À Paris, les collections printemps-été 2026 présentées début octobre ont défilé sous un ciel inattendu. Plusieurs maisons ont dévoilé une pluie d’ensembles que l’on rêverait plutôt de porter durant les saisons froides. La mode perd-t-elle vraiment le nord ? Analyse.
Le public parisien avait pourtant rendez-vous avec le retour du soleil et des parasols pour cette dernière Fashion Week de l’année. Mais comme poursuivi par l’inévitable temps nuageux d’un mois d’octobre, c’est l’automne qui s’est invité dans la présentation des collections Printemps-été 2026. Pulls en cachemire, manteaux structurés, bonnets et teintes terreuses… autant d’indices visant à enfermer le corps dans la chaleur au lieu de l’en libérer ont envahi les podiums de nombreuses maisons.
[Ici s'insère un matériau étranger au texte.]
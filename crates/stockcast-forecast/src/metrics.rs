//! Training metrics collection.

use serde::{Deserialize, Serialize};

/// Metrics collected during a training epoch or an evaluation pass.
#[derive(Debug, Clone, Default, Serialize, Deserialize)]
pub struct Metrics {
    /// The mean loss value.
    pub loss: f64,
    /// Exact-match accuracy. Carried for parity with the training setups
    /// this replaces; of limited relevance to regression output.
    pub accuracy: Option<f64>,
    /// The epoch at which these metrics were recorded (0 for evaluation).
    pub epoch: usize,
}

impl Metrics {
    /// Creates a new `Metrics` instance with the given loss and epoch.
    ///
    /// # Examples
    ///
    /// ```
    /// use stockcast_forecast::metrics::Metrics;
    ///
    /// let metrics = Metrics::new(0.5, 3);
    /// assert_eq!(metrics.loss, 0.5);
    /// assert_eq!(metrics.epoch, 3);
    /// ```
    pub fn new(loss: f64, epoch: usize) -> Self {
        Self {
            loss,
            accuracy: None,
            epoch,
        }
    }

    /// Sets the accuracy metric.
    pub fn with_accuracy(mut self, accuracy: f64) -> Self {
        self.accuracy = Some(accuracy);
        self
    }
}

/// Fraction of predictions that match their target exactly (to f32
/// precision). Zero for empty slices.
pub fn exact_match_accuracy(predictions: &[f32], targets: &[f32]) -> f64 {
    let n = predictions.len().min(targets.len());
    if n == 0 {
        return 0.0;
    }
    let matches = predictions
        .iter()
        .zip(targets.iter())
        .filter(|(p, t)| (**p - **t).abs() < f32::EPSILON)
        .count();
    matches as f64 / n as f64
}
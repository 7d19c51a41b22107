//! End-to-end tests for the train-and-forecast pipeline.

use stockcast_forecast::forecast::{train_and_forecast, FORECAST_HORIZON};
use stockcast_forecast::model::LayerKind;
use stockcast_forecast::options::{ForecastOptions, InputShape};
use stockcast_forecast::scaler::MinMaxScaler;
use stockcast_forecast::ForecastError;
use stockcast_layers::Tensor;

/// Synthetic price series with a mild trend and oscillation.
fn price_series(len: usize) -> Vec<f32> {
    (0..len)
        .map(|i| 100.0 + i as f32 * 0.1 + (i as f32 * 0.3).sin() * 4.0)
        .collect()
}

/// Slices a scaled series into overlapping windows with next-value targets
/// and splits off the last `test_len` samples.
fn windowed_split(
    scaled: &[f32],
    window: usize,
    test_len: usize,
) -> (Tensor, Tensor, Tensor, Tensor) {
    let mut xs = Vec::new();
    let mut ys = Vec::new();
    for i in 0..scaled.len() - window {
        xs.extend_from_slice(&scaled[i..i + window]);
        ys.push(scaled[i + window]);
    }
    let n = ys.len();
    let split = n - test_len;

    (
        Tensor::from_data(&[split, window, 1], xs[..split * window].to_vec()),
        Tensor::from_data(&[split, 1], ys[..split].to_vec()),
        Tensor::from_data(&[test_len, window, 1], xs[split * window..].to_vec()),
        Tensor::from_data(&[test_len, 1], ys[split..].to_vec()),
    )
}

fn scenario_options() -> ForecastOptions {
    ForecastOptions::default()
        .with_iterations(2)
        .with_epochs(1)
        .with_units(4)
        .with_batch_size(Some(2))
        .with_dropout(0.1)
        .with_optimizer("adam")
        .with_loss("mse")
}

#[test]
fn lstm_scenario_returns_three_shaped_arrays() {
    let prices = price_series(40);
    let mut scaler = MinMaxScaler::new();
    let scaled = scaler.fit_transform(&prices).unwrap();
    let (train_x, train_y, test_x, test_y) = windowed_split(&scaled, 10, 8);

    let output = train_and_forecast(
        LayerKind::Lstm,
        &scenario_options(),
        InputShape::new(10, 1),
        "relu",
        &scaler,
        &train_x,
        &train_y,
        &test_x,
        &test_y,
    )
    .unwrap();

    assert_eq!(output.test_predictions.shape(), &[8, 1]);
    assert_eq!(output.test_targets.shape(), &[1, 8]);
    assert_eq!(output.future.shape(), &[FORECAST_HORIZON, 1]);

    assert_eq!(output.history.len(), 1);
    assert!(output.evaluation.loss.is_finite());
    assert!(output.future.data().iter().all(|v| v.is_finite()));
}

#[test]
fn forecast_horizon_is_fixed_across_configs() {
    let prices = price_series(36);
    let mut scaler = MinMaxScaler::new();
    let scaled = scaler.fit_transform(&prices).unwrap();
    let (train_x, train_y, test_x, test_y) = windowed_split(&scaled, 6, 5);

    for (iterations, epochs) in [(1, 1), (2, 2), (3, 1)] {
        let options = scenario_options()
            .with_iterations(iterations)
            .with_epochs(epochs)
            .with_batch_size(Some(4));
        let output = train_and_forecast(
            LayerKind::Gru,
            &options,
            InputShape::new(6, 1),
            "tanh",
            &scaler,
            &train_x,
            &train_y,
            &test_x,
            &test_y,
        )
        .unwrap();
        assert_eq!(output.future.shape(), &[FORECAST_HORIZON, 1]);
    }
}

#[test]
fn every_layer_kind_completes_the_pipeline() {
    let prices = price_series(30);
    let mut scaler = MinMaxScaler::new();
    let scaled = scaler.fit_transform(&prices).unwrap();
    let (train_x, train_y, test_x, test_y) = windowed_split(&scaled, 5, 4);
    let options = scenario_options().with_batch_size(Some(4));

    for kind in [
        LayerKind::Lstm,
        LayerKind::Gru,
        LayerKind::SimpleRnn,
        LayerKind::Bidirectional,
    ] {
        let output = train_and_forecast(
            kind,
            &options,
            InputShape::new(5, 1),
            "tanh",
            &scaler,
            &train_x,
            &train_y,
            &test_x,
            &test_y,
        )
        .unwrap();
        assert_eq!(output.test_predictions.shape(), &[4, 1]);
        assert_eq!(output.future.shape(), &[FORECAST_HORIZON, 1]);
    }
}

#[test]
fn derived_batch_size_path_runs() {
    let prices = price_series(60);
    let mut scaler = MinMaxScaler::new();
    let scaled = scaler.fit_transform(&prices).unwrap();
    // Window length 40 derives a batch size of round(40 * 0.025) = 1
    let (train_x, train_y, test_x, test_y) = windowed_split(&scaled, 40, 4);
    let options = scenario_options().with_batch_size(None).with_iterations(1);
    assert_eq!(options.resolved_batch_size(40), 1);

    let output = train_and_forecast(
        LayerKind::SimpleRnn,
        &options,
        InputShape::new(40, 1),
        "tanh",
        &scaler,
        &train_x,
        &train_y,
        &test_x,
        &test_y,
    )
    .unwrap();
    assert_eq!(output.future.shape(), &[FORECAST_HORIZON, 1]);
}

#[test]
fn unknown_tokens_are_typed_errors() {
    let prices = price_series(24);
    let mut scaler = MinMaxScaler::new();
    let scaled = scaler.fit_transform(&prices).unwrap();
    let (train_x, train_y, test_x, test_y) = windowed_split(&scaled, 4, 3);
    let shape = InputShape::new(4, 1);

    let err = train_and_forecast(
        LayerKind::Lstm,
        &scenario_options(),
        shape,
        "bogus",
        &scaler,
        &train_x,
        &train_y,
        &test_x,
        &test_y,
    )
    .unwrap_err();
    assert!(matches!(err, ForecastError::UnknownActivation { .. }));

    let err = train_and_forecast(
        LayerKind::Lstm,
        &scenario_options().with_optimizer("adagrad"),
        shape,
        "tanh",
        &scaler,
        &train_x,
        &train_y,
        &test_x,
        &test_y,
    )
    .unwrap_err();
    assert!(matches!(err, ForecastError::UnknownOptimizer { .. }));

    let err = train_and_forecast(
        LayerKind::Lstm,
        &scenario_options().with_loss("hinge"),
        shape,
        "tanh",
        &scaler,
        &train_x,
        &train_y,
        &test_x,
        &test_y,
    )
    .unwrap_err();
    assert!(matches!(err, ForecastError::UnknownLoss { .. }));
}

#[test]
fn legacy_activation_fallback_completes() {
    use stockcast_layers::Activation;

    let prices = price_series(24);
    let mut scaler = MinMaxScaler::new();
    let scaled = scaler.fit_transform(&prices).unwrap();
    let (train_x, train_y, test_x, test_y) = windowed_split(&scaled, 4, 3);

    let options =
        scenario_options().with_fallback_activation(Some(Activation::Tanh));
    let output = train_and_forecast(
        LayerKind::Lstm,
        &options,
        InputShape::new(4, 1),
        "bogus",
        &scaler,
        &train_x,
        &train_y,
        &test_x,
        &test_y,
    )
    .unwrap();
    assert_eq!(output.future.shape(), &[FORECAST_HORIZON, 1]);
}

#[test]
fn scaler_round_trip_holds_for_pipeline_shapes() {
    let prices = price_series(20);
    let mut scaler = MinMaxScaler::new();
    scaler.fit(&prices);

    let column = Tensor::from_data(&[10, 1], prices[..10].to_vec());
    let restored = scaler
        .inverse_transform(&scaler.transform(&column).unwrap())
        .unwrap();
    for (orig, back) in column.data().iter().zip(restored.data()) {
        assert!((orig - back).abs() < 1e-3);
    }

    let row = Tensor::from_data(&[1, 10], prices[10..].to_vec());
    let restored = scaler
        .inverse_transform(&scaler.transform(&row).unwrap())
        .unwrap();
    assert_eq!(restored.shape(), &[1, 10]);
}
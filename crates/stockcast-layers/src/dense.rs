//! Dense (fully connected) layer implementation.
//!
//! This module provides the [`Dense`] layer, which performs a linear
//! transformation `y = xW + b`, optionally followed by a fused output
//! activation.

use serde::{Deserialize, Serialize};

use crate::activation::Activation;
use crate::error::LayerError;
use crate::initializer::Initializer;
use crate::layer::Layer;
use crate::tensor::Tensor;

/// A dense (fully connected) neural network layer.
///
/// Performs the transformation `y = xW + b` where:
/// - `x` is the input tensor of shape `[batch_size, in_features]`
/// - `W` is the weight matrix of shape `[in_features, out_features]`
/// - `b` is the bias vector of shape `[out_features]`
///
/// An optional activation is applied to the output, matching layer stacks
/// where the output head carries its own activation.
///
/// # Example
///
/// ```
/// use stockcast_layers::dense::Dense;
/// use stockcast_layers::layer::Layer;
/// use stockcast_layers::tensor::Tensor;
///
/// let layer = Dense::new(16, 1);
/// let input = Tensor::zeros(&[4, 16]); // batch of 4
/// let output = layer.forward(&input).unwrap();
/// assert_eq!(output.shape(), &[4, 1]);
/// ```
#[derive(Debug, Clone, Serialize, Deserialize)]
pub struct Dense {
    /// Weight matrix of shape [in_features, out_features]
    weights: Tensor,
    /// Bias vector of shape [out_features]
    bias: Tensor,
    /// Optional fused output activation
    activation: Option<Activation>,
    /// Input feature dimension
    in_features: usize,
    /// Output feature dimension
    out_features: usize,
}

impl Dense {
    /// Creates a new dense layer with Glorot-uniform weights and zero bias.
    pub fn new(in_features: usize, out_features: usize) -> Self {
        Self::with_activation(in_features, out_features, None)
    }

    /// Creates a new dense layer with an optional fused output activation.
    pub fn with_activation(
        in_features: usize,
        out_features: usize,
        activation: Option<Activation>,
    ) -> Self {
        let seed = (in_features as u64) << 32 | out_features as u64;
        let weights = Initializer::GlorotUniform.initialize(&[in_features, out_features], seed);
        let bias = Initializer::Zeros.initialize(&[out_features], seed ^ 1);

        Self {
            weights,
            bias,
            activation,
            in_features,
            out_features,
        }
    }

    /// Returns the input feature dimension.
    pub fn in_features(&self) -> usize {
        self.in_features
    }

    /// Returns the output feature dimension.
    pub fn out_features(&self) -> usize {
        self.out_features
    }

    /// Returns the fused output activation, if any.
    pub fn activation(&self) -> Option<Activation> {
        self.activation
    }
}

impl Layer for Dense {
    fn forward(&self, input: &Tensor) -> Result<Tensor, LayerError> {
        if input.ndim() != 2 {
            return Err(LayerError::ShapeMismatch {
                expected: vec![0, self.in_features],
                actual: input.shape().to_vec(),
            });
        }
        if input.shape()[1] != self.in_features {
            return Err(LayerError::InvalidInputDimension {
                expected: self.in_features,
                actual: input.shape()[1],
            });
        }

        let output = input.matmul(&self.weights).add(&self.bias);
        Ok(match self.activation {
            Some(act) => act.apply(&output),
            None => output,
        })
    }

    fn parameters(&self) -> Vec<&Tensor> {
        vec![&self.weights, &self.bias]
    }

    fn parameters_mut(&mut self) -> Vec<&mut Tensor> {
        vec![&mut self.weights, &mut self.bias]
    }

    fn name(&self) -> &str {
        "Dense"
    }
}

#[cfg(test)]
mod tests {
    use super::*;

    #[test]
    fn test_dense_forward_shape() {
        let layer = Dense::new(8, 3);
        let input = Tensor::zeros(&[5, 8]);
        let output = layer.forward(&input).unwrap();
        assert_eq!(output.shape(), &[5, 3]);
    }

    #[test]
    fn test_dense_rejects_bad_input() {
        let layer = Dense::new(8, 3);

        let wrong_dim = Tensor::zeros(&[5, 4]);
        assert!(matches!(
            layer.forward(&wrong_dim),
            Err(LayerError::InvalidInputDimension { expected: 8, actual: 4 })
        ));

        let wrong_rank = Tensor::zeros(&[5, 8, 1]);
        assert!(matches!(
            layer.forward(&wrong_rank),
            Err(LayerError::ShapeMismatch { .. })
        ));
    }

    #[test]
    fn test_dense_fused_activation() {
        let layer = Dense::with_activation(4, 2, Some(Activation::Relu));
        let input = Tensor::from_data(&[1, 4], vec![-10.0, -10.0, -10.0, -10.0]);
        let output = layer.forward(&input).unwrap();
        // ReLU clamps everything at or above zero
        assert!(output.data().iter().all(|&x| x >= 0.0));
    }

    #[test]
    fn test_dense_parameters() {
        let mut layer = Dense::new(8, 3);
        assert_eq!(layer.parameters().len(), 2);
        assert_eq!(layer.parameters()[0].shape(), &[8, 3]);
        assert_eq!(layer.parameters()[1].shape(), &[3]);
        assert_eq!(layer.parameters_mut().len(), 2);
    }
}
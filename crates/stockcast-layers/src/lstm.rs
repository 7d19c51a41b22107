//! LSTM cell implementation.
//!
//! A single-step Long Short-Term Memory transition. The [`LstmCell`] is
//! driven over a sequence by the recurrent layer wrapper; it only knows how
//! to advance one time step for a whole batch.

use serde::{Deserialize, Serialize};

use crate::activation::Activation;
use crate::initializer::Initializer;
use crate::tensor::Tensor;

/// LSTM cell.
///
/// The forward step computes:
/// - `i_t = sigmoid(x_t W_i + h_{t-1} U_i + b_i)` (input gate)
/// - `f_t = sigmoid(x_t W_f + h_{t-1} U_f + b_f)` (forget gate)
/// - `g_t = act(x_t W_g + h_{t-1} U_g + b_g)` (cell candidate)
/// - `o_t = sigmoid(x_t W_o + h_{t-1} U_o + b_o)` (output gate)
/// - `c_t = f_t * c_{t-1} + i_t * g_t`
/// - `h_t = o_t * act(c_t)`
///
/// The candidate/output activation `act` is configurable; the gate
/// activations stay sigmoid.
#[derive(Debug, Clone, Serialize, Deserialize)]
pub struct LstmCell {
    /// Input feature dimension
    input_size: usize,
    /// Hidden state dimension
    units: usize,

    // Input gate
    w_i: Tensor,
    u_i: Tensor,
    b_i: Tensor,
    // Forget gate
    w_f: Tensor,
    u_f: Tensor,
    b_f: Tensor,
    // Cell candidate
    w_g: Tensor,
    u_g: Tensor,
    b_g: Tensor,
    // Output gate
    w_o: Tensor,
    u_o: Tensor,
    b_o: Tensor,
}

impl LstmCell {
    /// Creates a new LSTM cell with Glorot-uniform weights.
    ///
    /// The forget-gate bias is initialized to ones so early training does
    /// not erase the cell state.
    pub fn new(input_size: usize, units: usize, seed: u64) -> Self {
        let w = |s: u64| Initializer::GlorotUniform.initialize(&[input_size, units], seed ^ s);
        let u = |s: u64| Initializer::GlorotUniform.initialize(&[units, units], seed ^ s);

        Self {
            input_size,
            units,
            w_i: w(0x11),
            u_i: u(0x12),
            b_i: Tensor::zeros(&[units]),
            w_f: w(0x21),
            u_f: u(0x22),
            b_f: Tensor::ones(&[units]),
            w_g: w(0x31),
            u_g: u(0x32),
            b_g: Tensor::zeros(&[units]),
            w_o: w(0x41),
            u_o: u(0x42),
            b_o: Tensor::zeros(&[units]),
        }
    }

    /// Returns the input feature dimension.
    pub fn input_size(&self) -> usize {
        self.input_size
    }

    /// Returns the hidden state dimension.
    pub fn units(&self) -> usize {
        self.units
    }

    /// Zero-initialized hidden and cell state for a batch.
    pub fn init_state(&self, batch_size: usize) -> (Tensor, Tensor) {
        (
            Tensor::zeros(&[batch_size, self.units]),
            Tensor::zeros(&[batch_size, self.units]),
        )
    }

    /// Advances the cell one time step.
    ///
    /// # Arguments
    ///
    /// * `x` - Input for this step, shape `[batch, input_size]`
    /// * `h_prev` - Previous hidden state, shape `[batch, units]`
    /// * `c_prev` - Previous cell state, shape `[batch, units]`
    /// * `activation` - Candidate/output activation
    ///
    /// # Returns
    ///
    /// `(h_next, c_next)`, both `[batch, units]`.
    pub fn forward_step(
        &self,
        x: &Tensor,
        h_prev: &Tensor,
        c_prev: &Tensor,
        activation: Activation,
    ) -> (Tensor, Tensor) {
        let i_gate = Activation::Sigmoid.apply(&x.matmul(&self.w_i).add(&h_prev.matmul(&self.u_i)).add(&self.b_i));
        let f_gate = Activation::Sigmoid.apply(&x.matmul(&self.w_f).add(&h_prev.matmul(&self.u_f)).add(&self.b_f));
        let g = activation.apply(&x.matmul(&self.w_g).add(&h_prev.matmul(&self.u_g)).add(&self.b_g));
        let o_gate = Activation::Sigmoid.apply(&x.matmul(&self.w_o).add(&h_prev.matmul(&self.u_o)).add(&self.b_o));

        let c_next = f_gate.mul(c_prev).add(&i_gate.mul(&g));
        let h_next = o_gate.mul(&activation.apply(&c_next));

        (h_next, c_next)
    }

    /// Returns references to the cell's parameters.
    pub fn parameters(&self) -> Vec<&Tensor> {
        vec![
            &self.w_i, &self.u_i, &self.b_i, &self.w_f, &self.u_f, &self.b_f, &self.w_g,
            &self.u_g, &self.b_g, &self.w_o, &self.u_o, &self.b_o,
        ]
    }

    /// Returns mutable references to the cell's parameters.
    pub fn parameters_mut(&mut self) -> Vec<&mut Tensor> {
        vec![
            &mut self.w_i,
            &mut self.u_i,
            &mut self.b_i,
            &mut self.w_f,
            &mut self.u_f,
            &mut self.b_f,
            &mut self.w_g,
            &mut self.u_g,
            &mut self.b_g,
            &mut self.w_o,
            &mut self.u_o,
            &mut self.b_o,
        ]
    }
}

#[cfg(test)]
mod tests {
    use super::*;

    #[test]
    fn test_lstm_cell_step_shapes() {
        let cell = LstmCell::new(3, 8, 42);
        let x = Tensor::zeros(&[2, 3]);
        let (h, c) = cell.init_state(2);

        let (h_next, c_next) = cell.forward_step(&x, &h, &c, Activation::Tanh);
        assert_eq!(h_next.shape(), &[2, 8]);
        assert_eq!(c_next.shape(), &[2, 8]);
    }

    #[test]
    fn test_forget_bias_is_ones() {
        let cell = LstmCell::new(3, 4, 42);
        assert!(cell.b_f.data().iter().all(|&x| x == 1.0));
        assert!(cell.b_i.data().iter().all(|&x| x == 0.0));
    }

    #[test]
    fn test_parameter_count() {
        let mut cell = LstmCell::new(3, 4, 42);
        assert_eq!(cell.parameters().len(), 12);
        assert_eq!(cell.parameters_mut().len(), 12);
    }

    #[test]
    fn test_distinct_seeds_give_distinct_weights() {
        let a = LstmCell::new(3, 4, 1);
        let b = LstmCell::new(3, 4, 2);
        assert_ne!(a.w_i.data(), b.w_i.data());
    }
}
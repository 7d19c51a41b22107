//! RMSprop optimizer.
//!
//! RMSprop keeps a moving average of squared gradients and divides the
//! learning rate by its root, adapting the step size per parameter.

use crate::{Optimizer, OptimizerConfig, OptimizerError};
use serde::{Deserialize, Serialize};

/// RMSprop optimizer.
///
/// Updates parameters using the formula:
/// ```text
/// s = decay * s + (1 - decay) * gradient^2
/// param = param - learning_rate * gradient / (sqrt(s) + epsilon)
/// ```
#[derive(Debug, Clone, Serialize, Deserialize)]
pub struct Rmsprop {
    /// Learning rate for gradient updates.
    learning_rate: f32,
    /// Decay rate for the moving average of squared gradients.
    decay: f32,
    /// Small constant for numerical stability.
    epsilon: f32,
    /// Moving average of squared gradients.
    s: Vec<f32>,
    /// Configuration used to create this optimizer.
    config: OptimizerConfig,
}

impl Rmsprop {
    /// Creates a new RMSprop optimizer with the given parameters.
    pub fn with_params(learning_rate: f32, decay: f32, epsilon: f32) -> Self {
        let config = OptimizerConfig::Rmsprop {
            learning_rate,
            decay,
            epsilon,
        };
        Self {
            learning_rate,
            decay,
            epsilon,
            s: Vec::new(),
            config,
        }
    }
}

impl Optimizer for Rmsprop {
    fn new(config: OptimizerConfig) -> Result<Self, OptimizerError> {
        match config {
            OptimizerConfig::Rmsprop {
                learning_rate,
                decay,
                epsilon,
            } => Ok(Self {
                learning_rate,
                decay,
                epsilon,
                s: Vec::new(),
                config,
            }),
            _ => Err(OptimizerError::ConfigMismatch {
                expected: "Rmsprop".to_string(),
                got: config.name().to_string(),
            }),
        }
    }

    fn apply_gradients(&mut self, params: &mut [f32], gradients: &[f32]) {
        if self.s.len() < params.len() {
            self.s.resize(params.len(), 0.0);
        }

        for i in 0..params.len().min(gradients.len()) {
            let g = gradients[i];
            self.s[i] = self.decay * self.s[i] + (1.0 - self.decay) * g * g;
            params[i] -= self.learning_rate * g / (self.s[i].sqrt() + self.epsilon);
        }
    }

    fn config(&self) -> &OptimizerConfig {
        &self.config
    }
}
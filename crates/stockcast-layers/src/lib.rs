//! Neural network layers for stockcast recurrent forecasting models.
//!
//! This crate provides the layer substrate the stockcast model factory
//! builds on:
//!
//! - **Tensor**: a small dense `f32` tensor with `[batch, time, features]`
//!   sequence layout
//! - **Recurrent layers**: LSTM, GRU, SimpleRNN, and a bidirectional LSTM
//!   wrapper, with `return_sequences` stacking support
//! - **Dense**: fully connected output head with optional fused activation
//! - **Dropout**: inverted-scaling dropout with deterministic masks
//! - **Activations**: the fixed allow-list resolved by name
//!   (relu, sigmoid, tanh, softmax, elu, softsign, softplus, exponential)
//!
//! # Quick Start
//!
//! ```
//! use stockcast_layers::activation::Activation;
//! use stockcast_layers::layer::Layer;
//! use stockcast_layers::recurrent::Recurrent;
//! use stockcast_layers::tensor::Tensor;
//!
//! // A single LSTM layer reducing a 10-step window to one hidden vector
//! let layer = Recurrent::lstm(1, 16, Activation::Tanh, false, 42);
//! let window = Tensor::zeros(&[4, 10, 1]); // batch of 4
//! let hidden = layer.forward(&window).unwrap();
//! assert_eq!(hidden.shape(), &[4, 16]);
//! ```
//!
//! # Layer Trait
//!
//! All layers implement the [`layer::Layer`] trait, which provides a unified
//! interface for the forward pass and parameter access:
//!
//! ```
//! use stockcast_layers::layer::Layer;
//! use stockcast_layers::tensor::Tensor;
//!
//! fn run<L: Layer>(layer: &L, input: &Tensor) -> Tensor {
//!     layer.forward(input).unwrap()
//! }
//! ```

#![warn(missing_docs)]
#![warn(rustdoc::missing_crate_level_docs)]

pub mod activation;
pub mod dense;
pub mod dropout;
pub mod error;
pub mod gru;
pub mod initializer;
pub mod layer;
pub mod lstm;
pub mod recurrent;
pub mod simple_rnn;
pub mod tensor;

// Re-export main types at crate level
pub use activation::Activation;
pub use dense::Dense;
pub use dropout::Dropout;
pub use error::{LayerError, LayerResult};
pub use gru::GruCell;
pub use initializer::Initializer;
pub use layer::Layer;
pub use lstm::LstmCell;
pub use recurrent::{Recurrent, RecurrentCell};
pub use simple_rnn::SimpleRnnCell;
pub use tensor::Tensor;
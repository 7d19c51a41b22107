//! Loss functions.

use serde::{Deserialize, Serialize};
use stockcast_layers::Tensor;

use crate::error::ForecastError;

/// Loss functions accepted by the trainer, resolved from the
/// caller-supplied loss name.
#[derive(Debug, Clone, Copy, PartialEq, Eq, Serialize, Deserialize)]
pub enum Loss {
    /// Mean squared error
    MeanSquaredError,
    /// Mean absolute error
    MeanAbsoluteError,
}

impl Loss {
    /// Resolves a loss-function name. Accepts the short tokens and the
    /// long names, case-insensitively.
    ///
    /// # Errors
    ///
    /// Returns [`ForecastError::UnknownLoss`] for unsupported names.
    pub fn for_name(name: &str) -> Result<Self, ForecastError> {
        match name.to_lowercase().as_str() {
            "mse" | "mean_squared_error" => Ok(Self::MeanSquaredError),
            "mae" | "mean_absolute_error" => Ok(Self::MeanAbsoluteError),
            _ => Err(ForecastError::UnknownLoss {
                name: name.to_string(),
            }),
        }
    }

    /// Returns the canonical short name.
    pub fn name(&self) -> &'static str {
        match self {
            Self::MeanSquaredError => "mse",
            Self::MeanAbsoluteError => "mae",
        }
    }

    /// Computes the loss between predictions and targets.
    ///
    /// Both tensors must have the same number of elements; shape is not
    /// otherwise constrained. Returns 0.0 for empty tensors.
    pub fn compute(&self, predictions: &Tensor, targets: &Tensor) -> f32 {
        let n = predictions.numel().min(targets.numel());
        if n == 0 {
            return 0.0;
        }

        let mut total = 0.0;
        for i in 0..n {
            let diff = predictions.data()[i] - targets.data()[i];
            total += match self {
                Self::MeanSquaredError => diff * diff,
                Self::MeanAbsoluteError => diff.abs(),
            };
        }
        total / n as f32
    }
}

#[cfg(test)]
mod tests {
    use super::*;

    #[test]
    fn test_for_name() {
        assert_eq!(Loss::for_name("mse").unwrap(), Loss::MeanSquaredError);
        assert_eq!(
            Loss::for_name("mean_squared_error").unwrap(),
            Loss::MeanSquaredError
        );
        assert_eq!(Loss::for_name("MAE").unwrap(), Loss::MeanAbsoluteError);
        assert!(matches!(
            Loss::for_name("huber"),
            Err(ForecastError::UnknownLoss { .. })
        ));
    }

    #[test]
    fn test_mse() {
        let pred = Tensor::from_data(&[2, 1], vec![1.0, 3.0]);
        let target = Tensor::from_data(&[2, 1], vec![0.0, 1.0]);
        // (1 + 4) / 2
        assert!((Loss::MeanSquaredError.compute(&pred, &target) - 2.5).abs() < 1e-6);
    }

    #[test]
    fn test_mae() {
        let pred = Tensor::from_data(&[2, 1], vec![1.0, 3.0]);
        let target = Tensor::from_data(&[2, 1], vec![0.0, 1.0]);
        // (1 + 2) / 2
        assert!((Loss::MeanAbsoluteError.compute(&pred, &target) - 1.5).abs() < 1e-6);
    }

    #[test]
    fn test_perfect_prediction_is_zero() {
        let pred = Tensor::from_data(&[3], vec![1.0, 2.0, 3.0]);
        assert_eq!(Loss::MeanSquaredError.compute(&pred, &pred), 0.0);
        assert_eq!(Loss::MeanAbsoluteError.compute(&pred, &pred), 0.0);
    }
}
À commencer par Saint Laurent. Anthony Vaccarello y a érigé les seventies en base solide pour faire la part belle aux manteaux à épaulettes – utilisant ainsi le cuir pour structurer pléthore d’autres trenchs aux couleurs terreuses. Chez Lanvin, Peter Copping a revisité l’héritage raffiné de la maison avec des silhouettes aériennes, ponctuées d’une déclinaison notable de cols roulés. Même ambiance chez Celine : malgré des couleurs évoquant la floraison printanière, Michael Rider a couvert son univers preppy de pantalons enfouis dans des bottes et d’écharpes mués en grands foulards. Fidèles à leur esprit avant-gardiste, Anrealage et Issey Miyake ont quant à elles osé des couches de layerings dont on rêve seulement pour affronter avec grâce l’hiver. Jonny Johansson a de son côté plongé le public d’Acne Studios dans un automne intense, avec collants, bottes et couleurs boisées omniprésentes. Mais alors, pourquoi la météo a semblé si erronée durant cette Fashion Week ?



Les caprices du climat
Jusqu’à il n’y a pas si longtemps que ça, dans le calendrier des défilés de prêt-à-porter, la règle était pourtant claire : en septembre, les maisons présentaient leurs collections pour l’été de l’an suivant, en mars, les lignes pour l’hiver de l’année courante. Issue la plus sure pour assurer un arrivage en magasin dans les temps. Mais depuis quelques années, ces règles se fissurent. C’est ce qu’observe chez Harper’s Bazaar Heather Gramston, acheteuse mode senior chez Browns Fashion : « Dans les défilés, les saisons ne sont plus aussi clairement définies qu’auparavant, toutes se mélangent ». De plus en plus, les looks d’automne s’invitent en effet dans les collections printanières et vice-versa. Parfois, au point de dominer l’ensemble de la ligne.
Selon la société d’analyse GlobalData, la disparition de la garde-robe saisonnière représente « une prochaine étape probable ». La raison : « les gens voyagent davantage, la météo est de plus en plus imprévisible ». Automnes prolongés, printemps tardifs, températures imprévisibles… D’après Carmen Bryan, analyste consommation, la tendance a ainsi pour conséquence de pousser les consommateurs à « moins se soucier des tendances saisonnières que de vêtements alignés à leurs valeurs, toute l’année ». Pour les maisons alors, une seule solution : adapter leurs collections à cette instabilité. Gabriela Hearst, Stella McCartney ou Eileen Fisher sont parmi les premières à avoir proposé des garde-robes trans-saisonnières : manteaux légers, costumes en lin, tricots respirants. Manière de permettre une transition fluide entre les saisons et ainsi offrir aux consommateurs une flexibilité face aux caprices de la météo. Or, l’évolution du climat interroge, dans le même temps, la logique même du calendrier de la mode.
Désormais, les consommateurs se soucient moins des tendances saisonnières que de vêtements alignés à leurs valeurs.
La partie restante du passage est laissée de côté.